Il Real Madrid non muore mai. Bayern, quanti rimpianti

Non ci sarà il replay della finale del 2012: il pass per Wembley, dopo il Borussia Dortmund, a strapparlo è il Real Madrid. Una partita rocambolesca che ha vissuto più fasi all’interna di essa: poco spettacolare rispetto all’andata, con nessuna delle due formazione che ha voluto osare o rischiare soprattutto nella prima frazione di gioco. Nella ripresa i bavaresi sono passati in vantaggio con un gran gol di Alphonso Davies, che da oggetto dei desideri di Florentino Perez poteva diventare l’uomo capace di infrangere i sogni Blancos. In queste annate, oltre a una tecnica invidiabile e un carattere che un club glorioso come il Real ha nel proprio DNA, Carlo Ancelotti ha dimostrato di avere un feeling particolare con questa coppa.

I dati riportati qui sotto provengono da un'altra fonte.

//! DOTS server library.
//!
//! Mitigation request orchestration for a DDoS Open Threat Signaling server:
//! lifecycle management, conflict resolution and blocker management.

pub mod api;
pub mod config;
pub mod core;
pub mod models;
pub mod utils;
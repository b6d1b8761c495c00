//! Alias lookup.
//!
//! Aliases are named bundles of target criteria managed through a separate
//! configuration channel. The engine only reads them when expanding a scope.

use std::collections::HashMap;

use async_trait::async_trait;
use serde::{Deserialize, Serialize};
use thiserror::Error;
use tokio::sync::RwLock;

use crate::core::scope::{CustomerId, MitigationScope};
use crate::core::store::StoreError;
use crate::core::target::TargetSpec;

/// A named, pre-validated bundle of target criteria
#[derive(Debug, Clone, PartialEq, Serialize, Deserialize)]
pub struct Alias {
    pub name: String,
    pub targets: TargetSpec,
}

impl redis::FromRedisValue for Alias {
    fn from_redis_value(v: &redis::Value) -> redis::RedisResult<Self> {
        let str_value: String = redis::FromRedisValue::from_redis_value(v)?;
        serde_json::from_str(&str_value)
            .map_err(|e| redis::RedisError::from((
                redis::ErrorKind::TypeError,
                "Failed to parse Alias from JSON",
                e.to_string(),
            )))
    }
}

/// Read access to the alias configuration store
#[cfg_attr(test, mockall::automock)]
#[async_trait]
pub trait AliasStore: Send + Sync {
    /// Fetch an alias owned by the given client, if present.
    async fn get_alias(
        &self,
        customer_id: CustomerId,
        client_identifier: &str,
        name: &str,
    ) -> Result<Option<Alias>, StoreError>;
}

/// Errors raised while expanding a scope's alias references
#[derive(Error, Debug)]
pub enum ResolveError {
    #[error("alias not found: {0}")]
    AliasNotFound(String),
    #[error(transparent)]
    Store(#[from] StoreError),
}

/// Fetch every alias a scope references, failing on the first missing one.
pub async fn resolve_aliases(
    store: &dyn AliasStore,
    scope: &MitigationScope,
) -> Result<Vec<Alias>, ResolveError> {
    let mut aliases = Vec::with_capacity(scope.targets.alias_names.len());
    for name in &scope.targets.alias_names {
        let alias = store
            .get_alias(scope.customer_id, &scope.client_identifier, name)
            .await?
            .ok_or_else(|| ResolveError::AliasNotFound(name.clone()))?;
        aliases.push(alias);
    }
    Ok(aliases)
}

/// In-process alias store
#[derive(Default)]
pub struct InMemoryAliasStore {
    aliases: RwLock<HashMap<(CustomerId, String, String), Alias>>,
}

impl InMemoryAliasStore {
    pub fn new() -> Self {
        Self::default()
    }

    pub async fn put_alias(&self, customer_id: CustomerId, client_identifier: &str, alias: Alias) {
        let mut aliases = self.aliases.write().await;
        aliases.insert(
            (customer_id, client_identifier.to_string(), alias.name.clone()),
            alias,
        );
    }

    pub async fn remove_alias(&self, customer_id: CustomerId, client_identifier: &str, name: &str) -> bool {
        let mut aliases = self.aliases.write().await;
        aliases
            .remove(&(customer_id, client_identifier.to_string(), name.to_string()))
            .is_some()
    }
}

#[async_trait]
impl AliasStore for InMemoryAliasStore {
    async fn get_alias(
        &self,
        customer_id: CustomerId,
        client_identifier: &str,
        name: &str,
    ) -> Result<Option<Alias>, StoreError> {
        let aliases = self.aliases.read().await;
        Ok(aliases
            .get(&(customer_id, client_identifier.to_string(), name.to_string()))
            .cloned())
    }
}

#[cfg(test)]
mod tests {
    use super::*;
    use crate::core::scope::ScopeInput;
    use crate::core::target::parse_prefix;
    use chrono::Utc;
    use mockall::predicate::eq;

    fn scope_with_aliases(names: &[&str]) -> MitigationScope {
        let input = ScopeInput {
            mitigation_id: 1,
            alias_name: names.iter().map(|n| n.to_string()).collect(),
            lifetime: Some(60),
            ..Default::default()
        };
        MitigationScope::from_input(1, "client-a", None, &input, Utc::now()).unwrap()
    }

    #[tokio::test]
    async fn test_in_memory_alias_store_is_scoped_per_client() {
        let store = InMemoryAliasStore::new();
        let alias = Alias {
            name: "web".to_string(),
            targets: TargetSpec {
                prefixes: vec![parse_prefix("192.0.2.0/24").unwrap()],
                ..Default::default()
            },
        };
        store.put_alias(1, "client-a", alias.clone()).await;

        assert_eq!(store.get_alias(1, "client-a", "web").await.unwrap(), Some(alias));
        assert_eq!(store.get_alias(1, "client-b", "web").await.unwrap(), None);
        assert_eq!(store.get_alias(2, "client-a", "web").await.unwrap(), None);

        assert!(store.remove_alias(1, "client-a", "web").await);
        assert_eq!(store.get_alias(1, "client-a", "web").await.unwrap(), None);
    }

    #[tokio::test]
    async fn test_resolve_aliases_fails_on_missing_alias() {
        let mut store = MockAliasStore::new();
        store
            .expect_get_alias()
            .with(eq(1), eq("client-a"), eq("known"))
            .returning(|_, _, name| {
                Ok(Some(Alias {
                    name: name.to_string(),
                    targets: TargetSpec::default(),
                }))
            });
        store
            .expect_get_alias()
            .with(eq(1), eq("client-a"), eq("unknown"))
            .returning(|_, _, _| Ok(None));

        let resolved = resolve_aliases(&store, &scope_with_aliases(&["known"])).await.unwrap();
        assert_eq!(resolved.len(), 1);

        let err = resolve_aliases(&store, &scope_with_aliases(&["known", "unknown"]))
            .await
            .unwrap_err();
        assert!(matches!(err, ResolveError::AliasNotFound(name) if name == "unknown"));
    }
}
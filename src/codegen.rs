//! Renders a selection closure as standalone Rust type definitions.
//!
//! Output is deterministic: items appear in closure discovery order and no
//! unordered collection leaks into the rendering. Inherited fields are
//! embedded through `#[serde(flatten)]`, optional properties become `Option`
//! (presence semantics, never a sentinel), and any reference cycle is broken
//! with `Box` at the referencing field.

use std::collections::{HashMap, HashSet};

use serde_json::Value;

use crate::error::Error;
use crate::select::{Closure, definition_references};
use crate::spec::{
    Deprecation, Enum, Inherits, Interface, Property, TypeAlias, TypeDefinition, TypeName, UnionOf,
    ValueOf,
};

pub struct Codegen<'a> {
    closure: &'a Closure,
    /// Outgoing references per closure member, for cycle detection.
    references: HashMap<TypeName, Vec<TypeName>>,
    out: String,
}
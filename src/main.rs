pub mod cli;
pub mod codegen;
pub mod error;
pub mod select;
pub mod spec;

fn main() {
    let command_line_interface = cli::CommandLineInterface::load();
    if let Err(error) = command_line_interface.run() {
        eprintln!("error: {error:#}");
        std::process::exit(1);
    }
}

Il Real non muore mai, non è stata la prima remuntada del Bernabeu e non sarà di certo l’ultimo. Perché se il Bernabeu ha qualcosa di magico e inspiegabile, lo stesso si può dire di una squadra che ha nella Champions la sua massima aspirazione. Ed ecco che Joselu, il protagonista meno atteso, si prende la scena e va oltre i vari Bellingham e Vinicius Jr. Dall’altra parte c’è amarezza e diversamente le cose non potrebbero andare: il Bayern Monaco ha sottovalutato la forza e il carattere degli avversari e, nonostante le scelte quantomeno discutibili e da poter analizzare di Marciniak, staccare la spina equivale a un vero e proprio autogol.

Nessun derby tedesco in finale di Champions League: in finale, contro il Borussia Dortmund, ci va il Real Madrid che proverà a infrangere l’ennesimo record della propria storia. Niente, però, è scritto. Proprio il Dortmund insegna, perché tutti avevano già pronosticato un Kylian Mbappé contro la sua futura squadra. Ma in finale, a Wembley, ci andrà Marco Reus. Per scrivere, forse, un’altra memorabile pagina di calcio.